Behutsame und diskrete Befragung
Unabhängig von dem Weg, den die Frauen ins Hochwaldkrankenhaus nehmen, ist das anschließende Vorgehen ähnlich. Fachärztin Bühner sagt: »Die Frauen werden behutsam und diskret über das vorangegangene Ereignis befragt.« Sowohl in den von der Polizei begleiteten Fällen als auch bei Vorstellung auf Eigeninitiative erfolgt eine Befundsicherung: Eventuell eingetretene Verletzungen werden dokumentiert und Abstriche entnommen, um DNA-Spuren zur Identifizierung des Täters oder der Täter zu erhalten. Sollte sich die Frau noch nicht für eine Anzeige entschieden haben, wird das Material ein Jahr lang in der Gießener Rechtsmedizin aufbewahrt. »Dies gibt der Betroffenen Zeit, sich in relativer Ruhe über ihr weiteres Vorgehen klar zu werden«, sagt Bühner. Nach dieser Frist würden die Proben in der Rechtsmedizin automatisch vernichtet. Stets erfolge eine umfassende Beratung, auch im Hinblick darauf, wie eine durch die Vergewaltigung verursachte Schwangerschaft verhindert werden kann und was gegen sexuell übertragbare Krankheiten zu tun ist.

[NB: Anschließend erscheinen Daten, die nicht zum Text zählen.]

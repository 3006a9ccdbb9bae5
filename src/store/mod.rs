//! Backing store abstraction
//!
//! The template cache only needs a handful of primitives from the database
//! server: cloning a database from a template, renaming and dropping
//! databases, listing names by `LIKE` pattern, and session-scoped advisory
//! locks. Implementations:
//! - PostgreSQL: one dedicated session on the maintenance database
//! - Memory: an in-process cluster, for tests and embedding

mod memory;
mod postgres;

pub use memory::{MemoryCluster, MemoryStore};
pub use postgres::{execute_in_database, quote_ident, PgTemplateStore};

use crate::error::StencilResult;
use async_trait::async_trait;

/// Sort order for database listings
#[derive(Debug, Clone, Copy, PartialEq, Eq)]
pub enum ListOrder {
    /// Byte-wise ascending
    Ascending,
    /// Byte-wise descending (most recently touched entries first)
    Descending,
}

/// Database server operations used by the template cache
///
/// Every method runs on the store's single session. Advisory locks are held
/// by that session, block until available, and are re-entrant within it.
#[async_trait]
pub trait TemplateStore: Send {
    /// Create `name` as a copy of `template`
    async fn create_database_from_template(&mut self, name: &str, template: &str)
        -> StencilResult<()>;

    /// Rename a database
    async fn rename_database(&mut self, from: &str, to: &str) -> StencilResult<()>;

    /// Drop a database
    async fn drop_database(&mut self, name: &str) -> StencilResult<()>;

    /// List database names matching a `LIKE` pattern
    async fn list_databases_matching(
        &mut self,
        pattern: &str,
        order: ListOrder,
    ) -> StencilResult<Vec<String>>;

    /// Count database names matching a `LIKE` pattern
    async fn count_databases_matching(&mut self, pattern: &str) -> StencilResult<u64>;

    /// Block until the advisory lock `id` is held by this session
    async fn advisory_lock(&mut self, id: i64) -> StencilResult<()>;

    /// Release one hold of the advisory lock `id`
    async fn advisory_unlock(&mut self, id: i64) -> StencilResult<()>;

    /// End the session, releasing any advisory locks it still holds
    async fn close(self) -> StencilResult<()>
    where
        Self: Sized;
}
//! Database template cache
//!
//! Templates are databases named `prefix-YYYYmmddHHMM-digest`, where the
//! timestamp records when the digest was last used under that prefix. Every
//! operation runs under a per-prefix advisory lock, so caches on different
//! sessions (or processes) sharing one server serialize their work on a
//! namespace, while different prefixes never contend.

use crate::cache::clock::{Clock, SystemClock};
use crate::cache::naming::{
    age_cutoff, digest_pattern, entry_name, lock_id, namespace_pattern, CacheEntry, Digest,
    Prefix,
};
use crate::error::StencilResult;
use crate::store::{ListOrder, TemplateStore};
use chrono::Duration;
use std::cmp::Ordering;
use tracing::{debug, info, warn};

/// Content-addressed cache of database templates
pub struct TemplateCache<S, C = SystemClock> {
    store: S,
    prefix: Prefix,
    lock_id: i64,
    clock: C,
}

impl<S: TemplateStore> TemplateCache<S, SystemClock> {
    /// Bind a cache namespace to a store session, using the wall clock
    pub fn new(store: S, prefix: Prefix) -> Self {
        Self::with_clock(store, prefix, SystemClock)
    }
}

impl<S: TemplateStore, C: Clock> TemplateCache<S, C> {
    /// Bind a cache namespace to a store session with an explicit clock
    pub fn with_clock(store: S, prefix: Prefix, clock: C) -> Self {
        let lock_id = lock_id(&prefix);
        debug!("Template cache '{}' uses advisory lock {}", prefix, lock_id);
        Self {
            store,
            prefix,
            lock_id,
            clock,
        }
    }

    pub fn prefix(&self) -> &Prefix {
        &self.prefix
    }

    pub fn lock_id(&self) -> i64 {
        self.lock_id
    }

    /// The store session, for work outside the cache namespace
    pub fn store_mut(&mut self) -> &mut S {
        &mut self.store
    }

    /// Give back the store session, e.g. to close it
    pub fn into_store(self) -> S {
        self.store
    }

    /// Create `target` from the cached template matching `digest`
    ///
    /// Returns `false` without side effects when no template matches. On a
    /// hit the template is touched, making it the most recently used.
    pub async fn create(&mut self, target: &str, digest: &Digest) -> StencilResult<bool> {
        self.lock().await?;
        let result = self.create_locked(target, digest).await;
        self.unlock(result).await
    }

    /// Register the freshly built database `source` as the template for `digest`
    ///
    /// `source` is renamed into the cache, not copied. If a template for the
    /// digest already exists it is touched instead and `source` is left in
    /// place for the caller to reuse or drop.
    pub async fn add(&mut self, source: &str, digest: &Digest) -> StencilResult<()> {
        self.lock().await?;
        let result = self.add_locked(source, digest).await;
        self.unlock(result).await
    }

    /// Number of templates under this prefix
    pub async fn size(&mut self) -> StencilResult<u64> {
        self.lock().await?;
        let pattern = namespace_pattern(&self.prefix);
        let result = self.store.count_databases_matching(&pattern).await;
        self.unlock(result).await
    }

    /// Templates under this prefix, most recently used first
    pub async fn entries(&mut self) -> StencilResult<Vec<CacheEntry>> {
        self.lock().await?;
        let result = self.list(ListOrder::Descending).await.map(|names| {
            names
                .iter()
                .filter_map(|name| CacheEntry::parse(&self.prefix, name))
                .collect()
        });
        self.unlock(result).await
    }

    /// Drop every template under this prefix, returning how many were dropped
    pub async fn purge(&mut self) -> StencilResult<u64> {
        self.lock().await?;
        let result = self.purge_locked().await;
        self.unlock(result).await
    }

    /// Keep the `max_size` most recently used templates and drop the rest
    pub async fn trim_size(&mut self, max_size: u64) -> StencilResult<u64> {
        self.lock().await?;
        let result = self.trim_size_locked(max_size).await;
        self.unlock(result).await
    }

    /// Drop templates not used within `max_age`
    ///
    /// Age is measured in whole minutes: a template last used in the minute
    /// exactly `max_age` ago is kept.
    pub async fn trim_age(&mut self, max_age: Duration) -> StencilResult<u64> {
        self.lock().await?;
        let result = self.trim_age_locked(max_age).await;
        self.unlock(result).await
    }

    async fn create_locked(&mut self, target: &str, digest: &Digest) -> StencilResult<bool> {
        let Some(template) = self.find_template(digest).await? else {
            debug!("No template for digest {} under '{}'", digest, self.prefix);
            return Ok(false);
        };

        self.store
            .create_database_from_template(target, &template)
            .await?;
        self.touch(&template, digest).await?;
        info!("Created database {} from template {}", target, template);
        Ok(true)
    }

    async fn add_locked(&mut self, source: &str, digest: &Digest) -> StencilResult<()> {
        if let Some(template) = self.find_template(digest).await? {
            self.touch(&template, digest).await?;
            info!(
                "Template for digest {} already cached as {}, leaving {} in place",
                digest, template, source
            );
            return Ok(());
        }

        let name = entry_name(&self.prefix, self.clock.now(), digest);
        self.store.rename_database(source, &name).await?;
        info!("Database {} cached as {}", source, name);
        Ok(())
    }

    async fn purge_locked(&mut self) -> StencilResult<u64> {
        let names = self.list(ListOrder::Ascending).await?;
        self.drop_all(&names).await
    }

    async fn trim_size_locked(&mut self, max_size: u64) -> StencilResult<u64> {
        let keep = usize::try_from(max_size).unwrap_or(usize::MAX);
        let names = self.list(ListOrder::Descending).await?;
        let expired = names.get(keep..).unwrap_or_default();
        self.drop_all(expired).await
    }

    async fn trim_age_locked(&mut self, max_age: Duration) -> StencilResult<u64> {
        let Some(cutoff) = age_cutoff(&self.prefix, self.clock.now(), max_age) else {
            debug!("Age limit reaches past the earliest timestamp, nothing to trim");
            return Ok(0);
        };
        debug!("Trimming templates at or below {}", cutoff);
        let expired: Vec<String> = self
            .list(ListOrder::Descending)
            .await?
            .into_iter()
            .filter(|name| name.as_str() <= cutoff.as_str())
            .collect();
        self.drop_all(&expired).await
    }

    async fn find_template(&mut self, digest: &Digest) -> StencilResult<Option<String>> {
        let pattern = digest_pattern(&self.prefix, digest);
        let names = self
            .store
            .list_databases_matching(&pattern, ListOrder::Descending)
            .await?;
        Ok(names.into_iter().next())
    }

    /// Re-timestamp a template to now; timestamps never move backwards
    async fn touch(&mut self, template: &str, digest: &Digest) -> StencilResult<()> {
        let name = entry_name(&self.prefix, self.clock.now(), digest);
        match name.as_str().cmp(template) {
            Ordering::Greater => self.store.rename_database(template, &name).await,
            Ordering::Equal => Ok(()),
            Ordering::Less => {
                debug!("Clock is behind {}, keeping its timestamp", template);
                Ok(())
            }
        }
    }

    async fn list(&mut self, order: ListOrder) -> StencilResult<Vec<String>> {
        let pattern = namespace_pattern(&self.prefix);
        self.store.list_databases_matching(&pattern, order).await
    }

    async fn drop_all(&mut self, names: &[String]) -> StencilResult<u64> {
        let mut dropped = 0;
        for name in names {
            self.store.drop_database(name).await?;
            dropped += 1;
        }
        Ok(dropped)
    }

    async fn lock(&mut self) -> StencilResult<()> {
        self.store.advisory_lock(self.lock_id).await
    }

    /// Release the prefix lock, whatever the outcome of the locked work
    async fn unlock<T>(&mut self, result: StencilResult<T>) -> StencilResult<T> {
        let released = self.store.advisory_unlock(self.lock_id).await;
        match (result, released) {
            (Ok(value), Ok(())) => Ok(value),
            (Ok(_), Err(e)) => Err(e),
            (Err(e), Ok(())) => Err(e),
            (Err(e), Err(unlock_err)) => {
                warn!(
                    "Failed to release advisory lock {} after error: {}",
                    self.lock_id, unlock_err
                );
                Err(e)
            }
        }
    }
}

»Nicht selten erleben wir, dass sich Frauen in einem vorübergehenden Zustand der Bewusstseins-Einschränkung, einem »Filmriss«, bei uns vorstellen und sicherstellen möchten, dass es keine Indizien für einen sexuellen Übergriff gibt«, sagt Dr. Groh. In anderen Fällen sei es nach Angaben des Arztes klar, dass ein derartiger Übergriff stattgefunden habe, dann werde entsprechend Beweismaterial für eine eventuelle gerichtliche Aufarbeitung des Vorgehens gesichert.

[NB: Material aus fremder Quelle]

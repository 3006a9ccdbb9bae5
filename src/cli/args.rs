//! CLI argument definitions using clap derive

use clap::{ArgAction, Args, Parser, Subcommand, ValueEnum};
use std::path::PathBuf;

/// Stencil - database template cache
///
/// Creates fresh ERP databases, cloning a cached template whenever one was
/// already built from the same modules and sources.
#[derive(Parser, Debug)]
#[command(name = "stencil")]
#[command(author, version, about, long_about = None)]
#[command(propagate_version = true)]
pub struct Cli {
    /// Subcommand to execute
    #[command(subcommand)]
    pub command: Commands,

    /// Increase verbosity (-v info, -vv debug)
    #[arg(short, long, global = true, action = ArgAction::Count)]
    pub verbose: u8,

    /// Configuration file path
    #[arg(short, long, global = true, env = "STENCIL_CONFIG")]
    pub config: Option<PathBuf>,

    /// Maintenance database URL (overrides [database] url)
    #[arg(long, global = true, env = "STENCIL_DATABASE_URL", hide_env_values = true)]
    pub database_url: Option<String>,
}

/// Available commands
#[derive(Subcommand, Debug)]
pub enum Commands {
    /// Create a database, reusing a cached template when possible
    Init(InitArgs),

    /// Evict templates by age and count
    Trim(TrimArgs),

    /// Drop every template in a cache namespace
    Purge(PurgeArgs),

    /// List cached templates, most recently used first
    List(ListArgs),

    /// Print the digest of a module set
    Digest(DigestArgs),

    /// Show or edit configuration
    Config(ConfigArgs),
}

/// Cache namespace selection shared by cache commands
#[derive(Args, Debug, Clone, Default)]
pub struct CacheSelector {
    /// Cache namespace (default: from config)
    #[arg(long = "cache-prefix", value_name = "PREFIX")]
    pub prefix: Option<String>,
}

/// Module selection shared by init and digest
#[derive(Args, Debug, Clone)]
pub struct ModuleArgs {
    /// Install module; repeat or separate with commas
    #[arg(
        short = 'i',
        long = "install",
        value_name = "MODULE",
        value_delimiter = ',',
        default_value = "base"
    )]
    pub modules: Vec<String>,

    /// Load demo data
    #[arg(long)]
    pub with_demo: bool,
}

/// Arguments for the init command
#[derive(Parser, Debug)]
pub struct InitArgs {
    /// Name of the database to create
    pub database: String,

    /// SQL to run in the new database afterwards (never cached)
    pub rawsql: Option<String>,

    #[command(flatten)]
    pub modules: ModuleArgs,

    /// Build the database without the cache
    #[arg(long)]
    pub no_cache: bool,

    #[command(flatten)]
    pub cache: CacheSelector,

    /// Drop templates unused for N days afterwards; -1 disables
    #[arg(long = "cache-max-age", value_name = "DAYS", allow_negative_numbers = true)]
    pub max_age: Option<i64>,

    /// Keep the N most recently used templates afterwards; -1 disables
    #[arg(long = "cache-max-size", value_name = "N", allow_negative_numbers = true)]
    pub max_size: Option<i64>,
}

/// Arguments for the trim command
#[derive(Parser, Debug)]
pub struct TrimArgs {
    #[command(flatten)]
    pub cache: CacheSelector,

    /// Drop templates unused for N days; -1 disables (default: from config)
    #[arg(long, value_name = "DAYS", allow_negative_numbers = true)]
    pub max_age: Option<i64>,

    /// Keep the N most recently used templates; -1 disables, 0 empties
    /// (default: from config)
    #[arg(long, value_name = "N", allow_negative_numbers = true)]
    pub max_size: Option<i64>,
}

/// Arguments for the purge command
#[derive(Parser, Debug)]
pub struct PurgeArgs {
    #[command(flatten)]
    pub cache: CacheSelector,

    /// Skip confirmation prompt
    #[arg(short, long)]
    pub yes: bool,
}

/// Arguments for the list command
#[derive(Parser, Debug)]
pub struct ListArgs {
    #[command(flatten)]
    pub cache: CacheSelector,

    /// Output format
    #[arg(short, long, default_value = "table")]
    pub format: OutputFormat,
}

/// Arguments for the digest command
#[derive(Parser, Debug)]
pub struct DigestArgs {
    #[command(flatten)]
    pub modules: ModuleArgs,
}

/// Arguments for the config command
#[derive(Parser, Debug)]
pub struct ConfigArgs {
    /// Subcommand for config
    #[command(subcommand)]
    pub action: Option<ConfigAction>,
}

/// Config subcommands
#[derive(Subcommand, Debug)]
pub enum ConfigAction {
    /// Show current configuration
    Show,

    /// Show configuration file path
    Path,

    /// Initialize default configuration
    Init {
        /// Overwrite existing configuration
        #[arg(short, long)]
        force: bool,
    },
}

/// Output format for list command
#[derive(Debug, Clone, Copy, ValueEnum)]
pub enum OutputFormat {
    /// Human-readable table
    Table,
    /// JSON output
    Json,
    /// Simple text (one per line)
    Plain,
}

Beratung auch ohne Polizei
Für Dr. Groh als Teil des Ärzteteams des Gesundheitszentrums Wetterau ist es wichtig, »dass möglichst alle Frauen, denen dieses Angebot gegebenenfalls helfen könnte, die Möglichkeit zur Vorstellung hier bei uns kennen und auch wissen, dass sie nicht unbedingt als ersten Schritt die Polizei einbinden müssen, sondern sich auch hier direkt beraten lassen können.« Über die Jahre habe das gynäkologische Ärzteteam des Hochwaldkrankenhauses viel Erfahrung mit dem Thema gesammelt, was einen behutsamen Umgang mit der Situation erleichtere und den zu beratenden Frauen zugutekomme.
Im nächsten Teil geht es um das Angebot des Wetterauer Frauen-Notrufs für die psychosoziale Beratung und Unterstützung für Betroffene und Angehörige.
INFO: Das Bad Nauheimer Hochwaldkrankenhaus ist Anlaufstelle für Frauen und Männer, die Opfer sexueller Übergriffe geworden sind. Hier kann fachkundige Beratung erfolgen. Der Frauen-Notruf-Wetterau schildert auf seiner Webseite, dass ein Facharzt nach einem Gespräch die Verletzungen am ganzen Körper dokumentiert. Dies kann für eine Anzeige, für Schadensersatz oder für Schmerzensgeld von Bedeutung sein. Der Frauen-Notruf merkt an, dass das Wechseln von Kleidung, deren Reinigung sowie Duschen Spuren zerstört. Wenn es möglich ist, soll die betroffene Person diese Dinge vor der Untersuchung vermeiden.